Giorno 15. Timidi segnali di miglioramento. Ora respiro. Da una narice sola, ma sono dettagli. Forse arrivo a mangiare la colomba.

Giorno 20. I capelli sono abbastanza lunghi da poter eliminare la frangia e spostarli di lato: ora ho i ciuffetti che fanno tanto anni '90, ma almeno non mi viene da cantare "sono un fungo uacciuà, velenoso uacciuà..." tutte le volte che mi guardo allo specchio...
C'è speranza.


sabato 26 gennaio 2013

Dannati telefilm...

Sono le 2 passate di notte, non riesco a dormire e ho passato la serata nel mio letto, col pc sulle gambe, a vedere serie televisive.
Maledetti telefilm.
Dovevano essere solo due puntate. 
Le ultime due puntate dei miei telefilm preferiti.
Poi però sono diventate 3, 4... ho anche iniziato una nuova serie, maledizione.
Tutto ciò a cui riesco a pensare, in questa notte in cui i ricordi e i pensieri si susseguono senza sosta impedendomi di prendere sonno, è che la vita, purtroppo o per fortuna, non assomiglia per nulla ad un telefilm.
Perchè se ti trasferisci in una sperduta città di provincia, la prima persona che incontri non è un avvocato bello come il sole, ironico e gentiluomo che ti da un passaggio in macchina, con cui al 99,9% avrai una romantica quanto travagliata storia d'amore nei mesi a venire: no, al massimo incontri l'edicolante che ti vende il biglietto dell'autobus barando sul resto, tra un cristone e un'imprecazione.
Perchè la mattina non ti svegli già truccata e splendente, ma hai un colorito giallastro molto poco sano e i capelli arruffati tipo It Addams.

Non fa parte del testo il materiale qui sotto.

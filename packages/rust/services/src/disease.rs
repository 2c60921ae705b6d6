//! Plant disease classifier client.

use reqwest::Client;
use reqwest::multipart::Form;
use serde::{Deserialize, Serialize};
use tracing::{debug, instrument};
use url::Url;

use krishimitra_shared::{AppConfig, Result};

use crate::http::{self, Upload, send_json};

/// A classification result.
#[derive(Debug, Clone, PartialEq, Serialize, Deserialize)]
pub struct Prediction {
    /// Class label, e.g. `Tomato___Late_blight`.
    pub disease: String,
    /// Confidence as a percentage (0-100).
    #[serde(default, deserialize_with = "http::null_as_default")]
    pub confidence: f64,
    /// Treatment recommendation text. Structured values arrive re-serialized as JSON.
    #[serde(default, deserialize_with = "http::text_or_json")]
    pub recommendations: Option<String>,
}

/// Client for `POST /predict`.
#[derive(Debug, Clone)]
pub struct DiseaseClient {
    client: Client,
    base: Url,
}

impl DiseaseClient {
    pub fn new(client: Client, base_url: &str) -> Result<Self> {
        Ok(Self {
            client,
            base: http::parse_base(base_url)?,
        })
    }

    pub fn from_config(config: &AppConfig) -> Result<Self> {
        Self::new(http::client_from_config(config)?, &config.services.disease_url)
    }

    /// Upload a leaf image and classify it.
    #[instrument(skip_all, fields(file = %image.file_name, bytes = image.bytes.len()))]
    pub async fn predict(&self, image: Upload) -> Result<Prediction> {
        let url = http::endpoint(&self.base, "predict")?;
        let form = Form::new().part("file", image.into_part()?);

        let prediction: Prediction =
            send_json(self.client.post(url).multipart(form), "disease prediction").await?;

        debug!(disease = %prediction.disease, confidence = prediction.confidence, "prediction received");
        Ok(prediction)
    }
}
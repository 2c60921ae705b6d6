//! Weather and agronomy advisor client.

use reqwest::Client;
use serde::{Deserialize, Serialize};
use serde_json::Value;
use tracing::{debug, instrument};
use url::Url;

use krishimitra_shared::{Alert, AppConfig, Coordinates, KrishiMitraError, Result};

use crate::http::{self, send_json};

/// Body of `POST /api/weather-alerts`.
#[derive(Debug, Clone, PartialEq, Serialize)]
#[serde(rename_all = "camelCase")]
pub struct WeatherRequest {
    pub lat: f64,
    pub lon: f64,
    pub email: Option<String>,
    pub plant_name: Option<String>,
}

impl WeatherRequest {
    pub fn new(location: Coordinates) -> Self {
        Self {
            lat: location.lat,
            lon: location.lon,
            email: None,
            plant_name: None,
        }
    }
}

/// Current conditions, alerts and free-text advisories.
#[derive(Debug, Clone, Default, PartialEq, Serialize, Deserialize)]
#[serde(rename_all = "camelCase")]
pub struct WeatherReport {
    #[serde(default, deserialize_with = "http::null_as_default")]
    pub temperature: f64,
    #[serde(default, deserialize_with = "http::null_as_default")]
    pub humidity: f64,
    #[serde(default, deserialize_with = "http::null_as_default")]
    pub wind_speed: f64,
    #[serde(default, deserialize_with = "http::null_as_default")]
    pub conditions: String,
    #[serde(default, deserialize_with = "http::null_as_default")]
    pub alerts: Vec<Alert>,
    #[serde(default, deserialize_with = "http::text_or_json")]
    pub soil_management: Option<String>,
    #[serde(default, deserialize_with = "http::text_or_json")]
    pub seasonal_planning: Option<String>,
    #[serde(default, deserialize_with = "http::text_or_json")]
    pub plant_recommendations: Option<String>,
}

/// Client for the weather advisor.
#[derive(Debug, Clone)]
pub struct WeatherClient {
    client: Client,
    base: Url,
}

impl WeatherClient {
    pub fn new(client: Client, base_url: &str) -> Result<Self> {
        Ok(Self {
            client,
            base: http::parse_base(base_url)?,
        })
    }

    pub fn from_config(config: &AppConfig) -> Result<Self> {
        Self::new(http::client_from_config(config)?, &config.services.weather_url)
    }

    /// Fetch conditions and advisories for a location.
    ///
    /// The advisor reports its own failures as `{"error", "details"}` with a
    /// 200 status; those become [`KrishiMitraError::Network`].
    #[instrument(skip_all, fields(lat = request.lat, lon = request.lon))]
    pub async fn weather_alerts(&self, request: &WeatherRequest) -> Result<WeatherReport> {
        let url = http::endpoint(&self.base, "api/weather-alerts")?;
        let body: Value =
            send_json(self.client.post(url).json(request), "weather alerts").await?;

        if let Some(error) = body.get("error").and_then(Value::as_str) {
            let details = body.get("details").and_then(Value::as_str).unwrap_or_default();
            return Err(KrishiMitraError::Network(format!(
                "weather alerts: {error} {details}"
            )));
        }

        let report: WeatherReport = serde_json::from_value(body)
            .map_err(|e| KrishiMitraError::parse(format!("weather alerts: {e}")))?;

        debug!(
            temperature = report.temperature,
            alerts = report.alerts.len(),
            "weather report received"
        );
        Ok(report)
    }
}

#[cfg(test)]
mod tests {
    use super::*;
    use krishimitra_shared::AlertSeverity;

    #[tokio::test]
    async fn weather_alerts_sends_camel_case_body() {
        let server = wiremock::MockServer::start().await;

        wiremock::Mock::given(wiremock::matchers::method("POST"))
            .and(wiremock::matchers::path("/api/weather-alerts"))
            .and(wiremock::matchers::body_json(serde_json::json!({
                "lat": 28.6139, "lon": 77.209, "email": "asha@example.com", "plantName": "Wheat"
            })))
            .respond_with(wiremock::ResponseTemplate::new(200).set_body_json(serde_json::json!({
                "temperature": 36.5,
                "humidity": null,
                "windSpeed": 4.1,
                "conditions": "clear sky",
                "alerts": [{"type": "warning", "message": "High temperature alert: 36.5°C."}],
                "soilManagement": "pH adjustment: add lime"
            })))
            .expect(1)
            .mount(&server)
            .await;

        let client = WeatherClient::new(Client::new(), &server.uri()).unwrap();
        let request = WeatherRequest {
            email: Some("asha@example.com".into()),
            plant_name: Some("Wheat".into()),
            ..WeatherRequest::new(Coordinates::new(28.6139, 77.209))
        };
        let report = client.weather_alerts(&request).await.unwrap();

        assert_eq!(report.temperature, 36.5);
        assert_eq!(report.humidity, 0.0);
        assert_eq!(report.alerts[0].severity, AlertSeverity::Warning);
        assert_eq!(report.soil_management.as_deref(), Some("pH adjustment: add lime"));
        assert_eq!(report.seasonal_planning, None);
    }

    #[tokio::test]
    async fn error_body_is_network_error() {
        let server = wiremock::MockServer::start().await;

        wiremock::Mock::given(wiremock::matchers::method("POST"))
            .and(wiremock::matchers::path("/api/weather-alerts"))
            .respond_with(wiremock::ResponseTemplate::new(200).set_body_json(serde_json::json!({
                "error": "Failed to process weather alert",
                "details": "upstream timeout"
            })))
            .mount(&server)
            .await;

        let client = WeatherClient::new(Client::new(), &server.uri()).unwrap();
        let err = client
            .weather_alerts(&WeatherRequest::new(Coordinates::new(0.0, 0.0)))
            .await
            .unwrap_err();
        match err {
            KrishiMitraError::Network(msg) => assert!(msg.contains("upstream timeout")),
            other => panic!("expected network error, got {other:?}"),
        }
    }
}
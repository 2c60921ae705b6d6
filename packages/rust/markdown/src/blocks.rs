//! Line-oriented structural parser for Markdown-like model output.
//!
//! Recognizes exactly four line shapes: `## ` headings, `### ` subheadings,
//! `- ` list items and everything else as paragraphs. Consecutive list items
//! are grouped into one [`Block::List`]; blank lines only close lists.

use serde::Serialize;

/// A classified, renderable unit of parsed text.
#[derive(Debug, Clone, PartialEq, Eq, Serialize)]
#[serde(tag = "kind", content = "content", rename_all = "snake_case")]
pub enum Block {
    Heading(String),
    Subheading(String),
    List(Vec<ListItem>),
    Paragraph(String),
}

/// One entry in a list block.
#[derive(Debug, Clone, PartialEq, Eq, Serialize)]
#[serde(untagged)]
pub enum ListItem {
    /// Item text without emphasis.
    Plain(String),
    /// The first `**bold**` span, with the text around it. `lead` is empty
    /// when the item opens with the span.
    Emphasized {
        #[serde(skip_serializing_if = "String::is_empty")]
        lead: String,
        bold: String,
        rest: String,
    },
}

impl ListItem {
    /// Classify the text of a list item (prefix already stripped).
    fn from_text(text: &str) -> Self {
        if let Some(open) = text.find("**") {
            let after_open = &text[open + 2..];
            if let Some(close) = after_open.find("**").filter(|&close| close > 0) {
                return Self::Emphasized {
                    lead: text[..open].to_string(),
                    bold: after_open[..close].to_string(),
                    rest: after_open[close + 2..].to_string(),
                };
            }
        }
        Self::Plain(text.to_string())
    }

    /// The item's text with emphasis markers removed.
    pub fn text(&self) -> String {
        match self {
            Self::Plain(t) => t.clone(),
            Self::Emphasized { lead, bold, rest } => format!("{lead}{bold}{rest}"),
        }
    }
}

impl Block {
    /// Number of source lines this block was built from.
    pub fn line_count(&self) -> usize {
        match self {
            Self::List(items) => items.len(),
            Self::Heading(_) | Self::Subheading(_) | Self::Paragraph(_) => 1,
        }
    }
}

/// Parse text into blocks, preserving input order.
pub fn parse_blocks(text: &str) -> Vec<Block> {
    let mut blocks = Vec::new();
    let mut open_list: Vec<ListItem> = Vec::new();

    for line in text.lines() {
        if let Some(rest) = line.strip_prefix("## ") {
            flush(&mut open_list, &mut blocks);
            blocks.push(Block::Heading(rest.trim().to_string()));
        } else if let Some(rest) = line.strip_prefix("### ") {
            flush(&mut open_list, &mut blocks);
            blocks.push(Block::Subheading(rest.trim().to_string()));
        } else if let Some(rest) = line.strip_prefix("- ") {
            open_list.push(ListItem::from_text(rest));
        } else if line.trim().is_empty() {
            flush(&mut open_list, &mut blocks);
        } else {
            flush(&mut open_list, &mut blocks);
            blocks.push(Block::Paragraph(line.to_string()));
        }
    }

    flush(&mut open_list, &mut blocks);
    blocks
}

fn flush(open_list: &mut Vec<ListItem>, blocks: &mut Vec<Block>) {
    if !open_list.is_empty() {
        blocks.push(Block::List(std::mem::take(open_list)));
    }
}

Se invece sei andata a letto ancora truccata dalla sera prima (perchè ammettiamolo: struccarsi è una rottura di palle!), scordati di avere il mascara semplicemente un po' sbavato sotto gli occhi, con quell'effetto pseudo-dark che fa addirittura tendenza: no cara, come minimo tu sembri un orsetto lavatore, e la federa del tuo cuscino sembra una versione a colori della Sacra Sindone.
Perchè se ti vesti alla cazzo di cane per andare a buttare la spazzatura non risulti comunque oltremodo figa, ma sembri il solito cesso ambulante (solo che stavolta sei vestita alla cazzo di cane, appunto). E perchè, oltretutto, se esci la sera per andare a buttare la spazzatura, non ti fermi sul vialetto di casa a chiacchierare amorevolmente col tuo vicino, che ti svela tutti i segreti del suo cuore, ti aiuta a risolvere l'enigma che attanaglia il quartiere da mesi e persino il terzo segreto di Fatima: no, al massimo incontri la vecchietta del terzo piano che ti guarda in cagnesco augurandoti silenziosamente la morte, e tutto solo perchè tua padre, all'ultima riunione di condominio, le ha più o meno dato della "vecchia stronza".
Ma soprattutto...
Nel mondo reale le persone non riescono mai a spiegare quello che pensano in maniera lineare, chiara e perfetta, non ti stupiscono con effetti speciali e non dicono mai la cosa giusta al momento giusto.
Nel mondo reale gli atteggiamenti di una persona non hanno mai una spiegazione univoca: uno sguardo può voler dire duecento cose diverse... o forse non vuole dire nulla.
Nel mondo reale una persona non butta all'aria i piani di una vita per inseguire una passione, un'idea, un'avventura.
La cosa peggiore di tutte, però, è che la vita reale non può essere registrata su un dvd: non puoi rivedere una puntata che ti è piaciuta, e non puoi nemmeno tornare su una scena che al momento non avevi compreso. Quel bacio, quella battuta, quell'inquadratura perfetta non tornano più, e non si può nemmeno schiacciare il tasto "pausa" per fermarsi un attimo e tentare di capire in che direzione si sta andando.
E' come in un lungo piano-sequenza.
Quel che è fatto è fatto, buona la prima.